If National can capitalise on it, it would at the least stop Labour getting that holy grail: a complete majority, which would allow it to govern alone.
This week's NZ Herald Kantar Vote 2020 poll has let us know what voters think Ardern should do if she wins the election and has choices.
About a third would want Labour to govern alone and there was almost no appetite for a repeat of a Labour – NZ First – Green Party government. Only four per cent liked that option.
Ardern has refused to say what her own preferences would be for governing partners.
Signalling your preferences has the effect – sometimes counter-productive – of helping voters decide whether a strategic vote is called for.
The major parties do not like strategic voting, because it means voters think they are being helpful by voting for a party that is not National or Labour.
In short, it can mean fewer votes for them and more votes for the smaller parties that prop them up.
That means there is less chance of being able to form a government all by themselves.
Whether they admit it or not, the big parties want to get a majority in their own right.
However, just because a party can govern alone does not mean that they should.
Ardern's personal views are probably not hard to guess.
There have been struggles with NZ First and Labour's own policies steer much closer to the Greens.

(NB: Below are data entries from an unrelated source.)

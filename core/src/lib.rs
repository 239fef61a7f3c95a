//! Request builder and client core for the force REST data API.
//!
//! # Overview
//! Formats endpoint paths and parameters for the REST data API (CRUD,
//! query, search, metadata discovery) and hands the resulting
//! `RequestDescriptor` to a host-supplied `RequestExecutor`. The core never
//! touches the network (host-does-IO pattern).
//!
//! # Design
//! - `RequestBuilder` is pure; it holds only the API version of its instance.
//! - `ForceClient` wraps a builder and an executor and exposes one `async`
//!   method per operation, resolving with the executor's result.
//! - Descriptors serialize to the argument object a native bridge expects,
//!   so they can also be shipped over FFI as JSON.

pub mod builder;
pub mod client;
pub mod config;
pub mod error;
pub mod executor;
pub mod http;

pub use builder::{RequestBuilder, DATA_ENDPOINT};
pub use client::ForceClient;
pub use config::{ClientConfig, DEFAULT_API_VERSION};
pub use error::ApiError;
pub use executor::RequestExecutor;
pub use http::{FileParam, HttpMethod, RequestDescriptor, RequestOptions, Response};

Ardern has also faced flak for having to cede too much of Labour's wishlist to NZ First.
But she is revealing herself to be much more of a pragmatist than people expected.
Her eye will not just be on 2020 but on 2023.
She has only just managed to secure a hold on the motherlode: the so-called "centre" voters who sway from National to Labour.
Ardern secured them mainly by virtue of Covid-19 management – although she was also helped by the never-ending fireworks show National put on for itself since March.
She also knows she could easily lose them and the next three years will also be decided on Covid and its economic fallout more than any party's wider agenda.
Ardern will know that seeing that success of Labour in the polls as a mandate or approval to indulge the socialist side of Labour would be pure folly.
So if NZ First can survive, they could remain an important tool for Labour.
Ardern has already achieved one first under MMP: hers is the first Government in which the major party with the smaller share of the vote ended up governing.
It would be somewhat ironic if the Prime Minister who boasted of leading the "first pure MMP Government" ends up also becoming the first to lead the first FPP-style Government under the MMP system.